- Abe in an undated photo
- Born: October 28, 1938 Iyoshi, Ehime Prefecture, Japan
- Died: December 21, 2019 (aged 81)
- Style: Shotokan Karate, Iaido
- Teacher: Masatoshi Nakayama
- Rank: 9th dan karate

Other information
- Website: http://www.jskajp.org/

= Keigo Abe =

Japanese karateka (1938–2019)

Keigo Abe (October 28, 1938 – December 21, 2019) was a Japanese master of Shotokan karate who founded the Japan Shotokan Karate Association in 1999 and is its Chief Instructor. He held the rank of 9th dan in karate, was a direct student of Masatoshi Nakayama (1913–1987), and was a senior instructor in the Japan Karate Association.

==Early life==
Abe was born on October 28, 1938, in the town of Iyoshi, Ehime Prefecture (on the island of Shikoku), Japan. Abe's ancestors included samurai; he has told of an incident from the past where two thieves had entered his family home, saying, "My family killed them; the two graves are still standing near my house." In 1953, aged 15 years, he began training in the martial arts of karate and judo. He initially began studying the Shito-ryu style of karate.

In 1956, Abe entered the Nihon University in Tokyo, studying engineering, and graduated four years later. He began training at the honbu dojo (headquarters training hall) of the Japan Karate Association (JKA) in 1958 under Masatoshi Nakayama. In an interview in 2000, he said, "Nakayama Sensei was very serious. He trained us very hard and always encouraged us to not only train hard, but to intellectually study what we were training. He stressed understanding ourselves and being good human beings."

==Karate career==
In 1961, Abe fought a notable tournament match against Keinosuke Enoeda, losing by decision after six extensions. He graduated from the JKA instructors' training program in 1965, and was a long-serving member of the instructing team at JKA's honbu dojo. Like other kenshusei (junior instructors) of the day, Abe would practice his techniques on the streets against local gangsters to improve his fighting skills. Through Nakayama, Abe worked on the James Bond film You Only Live Twice (1967). Nakayama had been invited to appear in the movie, but was unable to do so due to prior commitments, and so recommended Abe instead.

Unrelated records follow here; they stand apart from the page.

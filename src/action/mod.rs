//! Binding of named actions to RPC patterns
//!
//! An [`ActionMethod`] is a reusable, callable wrapper around one pattern
//! template. Callers pass optional additions that are merged on top of the
//! template before the RPC layer is invoked. When bound with cache options,
//! results are memoized per cache key through the [`MemoCache`] collaborator.

pub mod key;

use std::{fmt, sync::Arc, time::Duration};

use futures::FutureExt;
use log::{debug, trace};
use serde::{Deserialize, Serialize};
use serde_json::Value as JsonValue;
use validator::Validate;

use crate::config_error;
use crate::core::{
    ActResult, Additions, CachePolicy, MemoCache, Pattern, PatternSource,
    RequestDelegate, RpcLayer, TxIdGenerator,
};

pub use key::{generate_key, CacheKey};

/// Custom cache key derivation for one binding
pub type KeyFn = Arc<dyn Fn(Option<&Additions>) -> CacheKey + Send + Sync>;

/// Memoization settings of a bound action, in milliseconds
#[derive(Debug, Clone, Copy, PartialEq, Eq, Serialize, Deserialize, Validate)]
#[serde(deny_unknown_fields)]
pub struct CacheOptions {
    #[serde(rename = "expiresIn")]
    #[validate(range(min = 1))]
    pub expires_in: u64,

    #[serde(rename = "generateTimeout")]
    #[validate(range(min = 1))]
    pub generate_timeout: u64,
}

impl CacheOptions {
    pub fn policy(&self) -> CachePolicy {
        CachePolicy {
            expires_in: Duration::from_millis(self.expires_in),
            generate_timeout: Duration::from_millis(self.generate_timeout),
        }
    }
}

/// Options accepted when binding an action
#[derive(Clone, Default)]
pub struct ActionOptions {
    pub cache: Option<CacheOptions>,
    /// Replaces [`generate_key`] for this binding. Only used with `cache`.
    pub generate_key: Option<KeyFn>,
}

#[derive(Deserialize)]
#[serde(deny_unknown_fields)]
struct ActionOptionsDoc {
    #[serde(default)]
    cache: Option<CacheOptions>,
}

impl ActionOptions {
    pub fn cached(expires_in_ms: u64, generate_timeout_ms: u64) -> Self {
        Self {
            cache: Some(CacheOptions {
                expires_in: expires_in_ms,
                generate_timeout: generate_timeout_ms,
            }),
            generate_key: None,
        }
    }

    pub fn with_generate_key<F>(mut self, generate_key: F) -> Self
    where
        F: Fn(Option<&Additions>) -> CacheKey + Send + Sync + 'static,
    {
        self.generate_key = Some(Arc::new(generate_key));
        self
    }

    /// Decode options from a document such as
    /// `{"cache": {"expiresIn": 1000, "generateTimeout": 3000}}`.
    ///
    /// Only `cache` is recognized; anything else is a configuration error.
    pub fn from_value(value: JsonValue) -> ActResult<Self> {
        if value.is_null() {
            return Ok(Self::default());
        }
        let doc: ActionOptionsDoc = serde_json::from_value(value)
            .map_err(|e| config_error!("Invalid action options: {e}"))?;
        let options = Self {
            cache: doc.cache,
            generate_key: None,
        };
        options.validate()?;
        Ok(options)
    }

    pub fn validate(&self) -> ActResult<()> {
        if let Some(cache) = &self.cache {
            cache
                .validate()
                .map_err(|e| config_error!("Invalid cache options: {e}"))?;
        }
        Ok(())
    }
}

impl fmt::Debug for ActionOptions {
    fn fmt(&self, f: &mut fmt::Formatter<'_>) -> fmt::Result {
        f.debug_struct("ActionOptions")
            .field("cache", &self.cache)
            .field("generate_key", &self.generate_key.as_ref().map(|_| "<fn>"))
            .finish()
    }
}

fn default_key_fn() -> KeyFn {
    Arc::new(generate_key)
}

struct Memoization {
    cache: Arc<dyn MemoCache>,
    policy: CachePolicy,
    generate_key: KeyFn,
    segment: String,
}

/// A named action bound to a pattern template.
pub struct ActionMethod {
    name: String,
    pattern: Pattern,
    rpc: Arc<dyn RpcLayer>,
    ids: Arc<TxIdGenerator>,
    memo: Option<Memoization>,
}

impl ActionMethod {
    pub fn name(&self) -> &str {
        &self.name
    }

    pub fn pattern(&self) -> &Pattern {
        &self.pattern
    }

    pub fn is_cached(&self) -> bool {
        self.memo.is_some()
    }

    /// Call the action outside of any inbound request
    pub async fn call(&self, additions: Option<Additions>) -> ActResult<JsonValue> {
        let delegate = RequestDelegate::detached(&self.ids);
        self.call_with(&delegate, additions).await
    }

    /// Call the action on behalf of `delegate`
    pub async fn call_with(
        &self,
        delegate: &RequestDelegate,
        additions: Option<Additions>,
    ) -> ActResult<JsonValue> {
        let additions = additions.filter(|a| !a.is_blank());
        let pattern = match &additions {
            Some(extra) => self.pattern.merged(&extra.to_pattern()?),
            None => self.pattern.clone(),
        };

        let Some(memo) = &self.memo else {
            return self.rpc.invoke(pattern, delegate).await;
        };

        match (memo.generate_key)(additions.as_ref()) {
            CacheKey::NotCacheable => {
                debug!("Action '{}' called with non-cacheable additions", self.name);
                self.rpc.invoke(pattern, delegate).await
            }
            CacheKey::Key(key) => {
                trace!("Action '{}' cache key '{key}'", self.name);
                let rpc = self.rpc.clone();
                let delegate = delegate.clone();
                let generator = async move { rpc.invoke(pattern, &delegate).await }.boxed();
                memo.cache
                    .get_or_generate(&memo.segment, &key, memo.policy, generator)
                    .await
            }
        }
    }
}

impl fmt::Debug for ActionMethod {
    fn fmt(&self, f: &mut fmt::Formatter<'_>) -> fmt::Result {
        f.debug_struct("ActionMethod")
            .field("name", &self.name)
            .field("pattern", &self.pattern)
            .field("cached", &self.is_cached())
            .finish()
    }
}

/// Produces [`ActionMethod`]s sharing one RPC layer and one cache.
#[derive(Clone)]
pub struct ActionBinder {
    rpc: Arc<dyn RpcLayer>,
    cache: Arc<dyn MemoCache>,
    ids: Arc<TxIdGenerator>,
}

impl ActionBinder {
    pub fn new(rpc: Arc<dyn RpcLayer>, cache: Arc<dyn MemoCache>, ids: Arc<TxIdGenerator>) -> Self {
        Self { rpc, cache, ids }
    }

    /// Bind `name` to `template`.
    ///
    /// Fails with a configuration error when the template does not parse or
    /// the options are invalid.
    pub fn bind(
        &self,
        name: &str,
        template: impl Into<PatternSource>,
        options: ActionOptions,
    ) -> ActResult<ActionMethod> {
        if name.is_empty() {
            return Err(config_error!("Action name must not be empty"));
        }
        options.validate()?;

        let pattern = template.into().to_pattern().map_err(|e| {
            config_error!("Invalid pattern for action '{name}': {e}")
        })?;

        let memo = options.cache.map(|cache| Memoization {
            cache: self.cache.clone(),
            policy: cache.policy(),
            generate_key: options.generate_key.clone().unwrap_or_else(default_key_fn),
            segment: format!("#{name}"),
        });

        debug!(
            "Bound action '{name}' to {pattern}{}",
            if memo.is_some() { " (cached)" } else { "" }
        );

        Ok(ActionMethod {
            name: name.to_string(),
            pattern,
            rpc: self.rpc.clone(),
            ids: self.ids.clone(),
            memo,
        })
    }
}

Nakayama wrote that Abe's strengths were his backfist technique and his use of distancing, strengths also noted by others years later. He had an accomplished record as a karate tournament competitor, taking first place in the inaugural JKA National Championship, first place in the team competition at the 1973 JKA International Friendship Tournament, and first place in the second and third Japan Karatedo Federation National Championships (representing Tokyo).

Abe had a close working relationship with Nakayama, benefiting from his technical knowledge and assisting him with teaching. He was one of several instructors who demonstrated techniques in Nakayama's books on karate. In 1985, two years before Nakayama's death, Abe was appointed as Director of Qualifications in the JKA. After the division of the JKA in 1990, he became the Technical Director of the JKA (Matsuno faction). He was responsible for formulating the ippon shobu tournament rules, which are used by most Shotokan karate competitors today.

==Later life==
Abe resigned from the JKA (Matsuno faction) on January 31, 1999. On February 10, 1999, he formed his own organization, the Japan Shotokan Karate Association (JSKA). When asked about his organization in 2000, he said, "Unlike most leaders of Karate organizations, I do not want my organization to grow very large. Very large organizations mean very large problems. I want a smaller organization where I can be an active part of everyone’s life and a high degree of quality can be maintained."

Regarding training in multiple martial arts, Abe has said, "In the old days the Bushi (warriors) would train in maybe 18 different arts out of battlefield necessity ... yes I would recommend cross-training." Apart from karate, he has also practiced iaido for more than 30 years, and also teaches this martial art. In his 60s, he was still training four or five mornings each week, involving karate practice and weight training, as well as teaching karate in Tokyo. Abe visited Australia in January 2008 and Cyprus in May 2009.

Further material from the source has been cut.